--- In FairfieldLife@yahoogroups.com, "authfriend" <authfriend@...> wrote:
>
> --- In FairfieldLife@yahoogroups.com, "salyavin808" <fintlewoodlewix@> wrote:
> > 

> > 
> > I've heard it all before actually, levitation, sea serpents,
> > UFOs from venus, they all disappear once understanding
> > increases to the point that the objects of faith can't even
> > fit into the way we now see the world as being.
> 
> You're using "faith" here in the generic sense--i.e., not
> just religious faith. (There are still Nessie and similar
> sightings, by the way, so maybe "sea serpents" isn't the
> best example here.)

Sea serpents are a great example as they used to be reported
all over the world. They either died out (unlikely without
good reason) or, most likely, they got reclassified as whales
when man got interested in *actually* knowing what was out there.
The descriptions people gave prior to that were seen as 
exaggerations of half-glimpsed features. No sea serpents have
ever popped up, alive, dead or even fossilized to defend
themselves.

That people still see Nessie is funny more than anything else,
there isn't enough food to support a breeding population of
large predators in Loch Ness and the whole place has been mapped
with sonar many times. Try telling that to the locals though...


> > UFOs are a particular favourite subject of mine, the speed at
> > which the angelic beings from Venus stopped visiting us once
> > we discovered that it rains flouro-sulphuric acid on their
> > home world is amazing. All of a sudden the aliens came from
> > much further away.
> 
> And this isn't a very good example either, because the
> aliens are still coming (or still being reported), despite
> the knowledge that they're unlikely to be coming from
> Venus. Venus was a perfectly reasonable guess at first
> since it's the closest planet to us.

It wasn't a guess, it's where they said they were coming from
to the contactees of the 50's. 

> There are good cases to be made as to why alien visitation
> in general is unlikely, but that Venus is inhospitable to
> life ain't one of them.
> 
> For that matter, we keep discovering that life can exist
> on earth in more and more apparently inhospitable places
> (not just more and more places, but places that are more
> and more inhospitable).

Sure life can *adapt* to bizarre conditions but I was talking
about humanoid life, breathing air, speaking English that
claimed to come from somewhere that turns out has a surface temperature that 
would melt lead.

Nowadays they all come from other dimensions or the Pleidaes,
which actually have their own entertainingly serious problems preventing life 
like ours from evolving. The channellers should
have researched it first methinks.

What life needs to get going is another story.

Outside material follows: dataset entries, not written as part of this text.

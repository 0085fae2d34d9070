//! Bearer token authentication.
//!
//! Token issuance is external; this side only verifies. HTTP requests carry
//! the token in the `Authorization` header. WebSocket clients send it in an
//! auth frame after connecting, never in the URL, so it cannot end up in
//! proxy logs or browser history.

use axum::extract::FromRequestParts;
use axum::http::header::AUTHORIZATION;
use axum::http::request::Parts;
use jsonwebtoken::{decode, Algorithm, DecodingKey, Validation};
use serde::{Deserialize, Serialize};

use crate::error::ApiError;
use crate::state::AppState;

/// Claims carried by an access token.
#[derive(Debug, Clone, Serialize, Deserialize)]
pub struct Claims {
    /// User id
    pub sub: String,
    /// Expiration (seconds since epoch)
    pub exp: i64,
    /// Issued at
    #[serde(default)]
    pub iat: i64,
}

/// Verifies HS256 bearer tokens against the shared signing secret.
pub struct TokenVerifier {
    key: DecodingKey,
    validation: Validation,
}

impl TokenVerifier {
    pub fn new(secret: &[u8]) -> Self {
        let mut validation = Validation::new(Algorithm::HS256);
        validation.validate_exp = true;
        Self {
            key: DecodingKey::from_secret(secret),
            validation,
        }
    }

    /// Create from the `AUTH_SECRET` environment variable.
    pub fn from_env() -> Result<Self, String> {
        let secret =
            std::env::var("AUTH_SECRET").map_err(|_| "AUTH_SECRET is not set".to_string())?;
        if secret.len() < 32 {
            return Err("AUTH_SECRET must be at least 32 bytes".to_string());
        }
        Ok(Self::new(secret.as_bytes()))
    }

    /// Verify a token and return its claims.
    pub fn verify(&self, token: &str) -> Result<Claims, ApiError> {
        decode::<Claims>(token, &self.key, &self.validation)
            .map(|data| data.claims)
            .map_err(|e| ApiError::unauthorized(format!("invalid token: {e}")))
    }
}

/// Authenticated user extracted from the request.
#[derive(Debug, Clone)]
pub struct AuthUser {
    pub user_id: String,
}

#[axum::async_trait]
impl FromRequestParts<AppState> for AuthUser {
    type Rejection = ApiError;

    async fn from_request_parts(
        parts: &mut Parts,
        state: &AppState,
    ) -> Result<Self, Self::Rejection> {
        let token = parts
            .headers
            .get(AUTHORIZATION)
            .and_then(|value| value.to_str().ok())
            .and_then(|value| value.strip_prefix("Bearer "))
            .ok_or_else(|| ApiError::unauthorized("missing bearer token"))?;

        let claims = state.verifier.verify(token)?;
        Ok(AuthUser {
            user_id: claims.sub,
        })
    }
}

#[cfg(test)]
mod tests {
    use super::*;
    use jsonwebtoken::{encode, EncodingKey, Header};

    const SECRET: &[u8] = b"test-secret-test-secret-test-secret!";

    fn token_for(sub: &str, exp_offset_secs: i64) -> String {
        let now = chrono::Utc::now().timestamp();
        let claims = Claims {
            sub: sub.to_string(),
            exp: now + exp_offset_secs,
            iat: now,
        };
        encode(
            &Header::default(),
            &claims,
            &EncodingKey::from_secret(SECRET),
        )
        .unwrap()
    }

    #[test]
    fn accepts_valid_tokens() {
        let verifier = TokenVerifier::new(SECRET);
        let claims = verifier.verify(&token_for("user-1", 3600)).unwrap();
        assert_eq!(claims.sub, "user-1");
    }

    #[test]
    fn rejects_expired_tokens() {
        let verifier = TokenVerifier::new(SECRET);
        assert!(verifier.verify(&token_for("user-1", -3600)).is_err());
    }

    #[test]
    fn rejects_tokens_signed_with_another_secret() {
        let verifier = TokenVerifier::new(b"another-secret-another-secret-abc!");
        assert!(verifier.verify(&token_for("user-1", 3600)).is_err());
    }

    #[test]
    fn rejects_garbage() {
        let verifier = TokenVerifier::new(SECRET);
        assert!(verifier.verify("not-a-token").is_err());
    }
}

What it might need to be able to bypass the physical laws that underpin its 
existence is another one again. 

 
> > Levitation might have been a poetic way of saying saints can
> > get close to god or be drawn to heaven but once the four 
> > fundamental forces were nailed down and realised to be *not* 
> > optional without the universe falling apart the saints were
> > seen as mere flesh after all and the miracles stopped.
> 
> What's the specific chronology?--of "once the four
> forces were nailed down" etc. and "the miracles
> stopped"?

> My intention here is not to disagree with you but
> rather to get you to tighten up your case.

Why bother? My case is that times change and people are
more versed in science and the way things really are
and demand better evidence than the word of a dead religious
person. A lot of people anyway, plenty still take the
holy word for it but it has to be said miracles are a bit
thin on the ground since we've had ways of recording them.

 
> To paraphrase Robin's comment on reports of saintly
> levitation:
> 
> There is an argument to be made for the veracity of
> certain apparently miraculous phenomena that is
> "dramatically more complex and multi-layered and
> interesting" than most skeptics are willing to take
> into account.

> That's unfortunate, IMHO. We learn much more about a
> controversial issue when each side addresses its
> opponent's best case.

Well I'm going to take my foot off the paradigm clutch
if that was the best case for levitation.